The real array contains a few hundred values and this probability-based shuffling has to be done everytime a webpage is called, so it should be lightning quick.
* Here are the probabilities for each position for each person:
Person P1 P2 P3
John 3/6 2/6 1/6
Peter 2/6 2/6 2/6
Paul 1/6 2/6 3/6
Note that the probabilities for the second and third rank follow from the probability for the first rank and are not explicitly given in the original data. They are just presented here for your convenience, because someone asked about them in the comments below.
The real array contains a few hundred values:
John 3 ← line 1
Peter 2
Paul 1
Simon 6
Robert 2
William 1
...
Sean 1 ← line 786
Upvotes: 0
Views: 115
Reputation: 57453
Sure, your original approach works. You do not need, however, to create large arrays.
The urn behaviour can be implemented like this (note: for smaller arrays I suspect your approach might be faster, and the fact it's not memory efficient could well be irrelevant. I haven't checked where the tipping point is):
function extractWithProbability(array $order): string {
if (1 === count($order)) {
return array_key_first($order);
}
$sum = array_sum($order);
$throw = rand(0, $sum - 1);
foreach ($order as $key => $value) {
if ($throw < $value) {
return $key;
}
$throw -= $value;
}
throw new RuntimeException('Unexpected');
}
First we get the total number of balls in our virtual urn.

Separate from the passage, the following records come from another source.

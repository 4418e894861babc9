use std::num::NonZeroUsize;
use std::sync::Arc;

use lru::LruCache;
use parking_lot::Mutex;

use crate::ca::Leaf;

/// Bounded, LRU-evicted cache of minted leaf certificates, keyed by
/// lowercased hostname.
pub struct LeafCache {
    store: Mutex<LruCache<String, Arc<Leaf>>>,
}

impl LeafCache {
    pub fn new(capacity: usize) -> Self {
        let capacity = NonZeroUsize::new(capacity).unwrap_or(NonZeroUsize::new(1).unwrap());
        LeafCache {
            store: Mutex::new(LruCache::new(capacity)),
        }
    }

    pub fn get(&self, hostname: &str) -> Option<Arc<Leaf>> {
        self.store.lock().get(hostname).cloned()
    }

    pub fn insert(&self, hostname: String, leaf: Arc<Leaf>) {
        self.store.lock().put(hostname, leaf);
    }

    #[cfg(test)]
    pub fn len(&self) -> usize {
        self.store.lock().len()
    }
}

#[cfg(test)]
mod tests {
    use super::*;
    use rustls::pki_types::PrivatePkcs8KeyDer;

    fn dummy_leaf() -> Arc<Leaf> {
        Arc::new(Leaf {
            chain: vec![],
            key: rustls::pki_types::PrivateKeyDer::Pkcs8(PrivatePkcs8KeyDer::from(vec![0u8; 1])),
        })
    }

    #[test]
    fn evicts_oldest_beyond_capacity() {
        let cache = LeafCache::new(2);
        cache.insert("a.com".into(), dummy_leaf());
        cache.insert("b.com".into(), dummy_leaf());
        cache.insert("c.com".into(), dummy_leaf());

        assert_eq!(cache.len(), 2);
        assert!(cache.get("a.com").is_none());
        assert!(cache.get("b.com").is_some());
        assert!(cache.get("c.com").is_some());
    }

    #[test]
    fn recently_used_entry_survives_eviction() {
        let cache = LeafCache::new(2);
        cache.insert("a.com".into(), dummy_leaf());
        cache.insert("b.com".into(), dummy_leaf());
        cache.get("a.com");
        cache.insert("c.com".into(), dummy_leaf());

        assert!(cache.get("a.com").is_some());
        assert!(cache.get("b.com").is_none());
    }
}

Each player contributes with a weight, so John gets three, Peter gets two, Paul gets one. Then we imagine the balls lined up one after another, so you extract at random the position where to pick the ball, and this goes from 0 to the number of balls minus one. This takes care of probability.
Then we build the array.
We could do this with uasort
and a custom sort function, but it would involve knowing that PHP is internally using quicksort() and a whole lot of other assumptions. We could get a very approximate probability function for the compare callback, but I don't think it would be worth the pain, and it could give occasional pathological results.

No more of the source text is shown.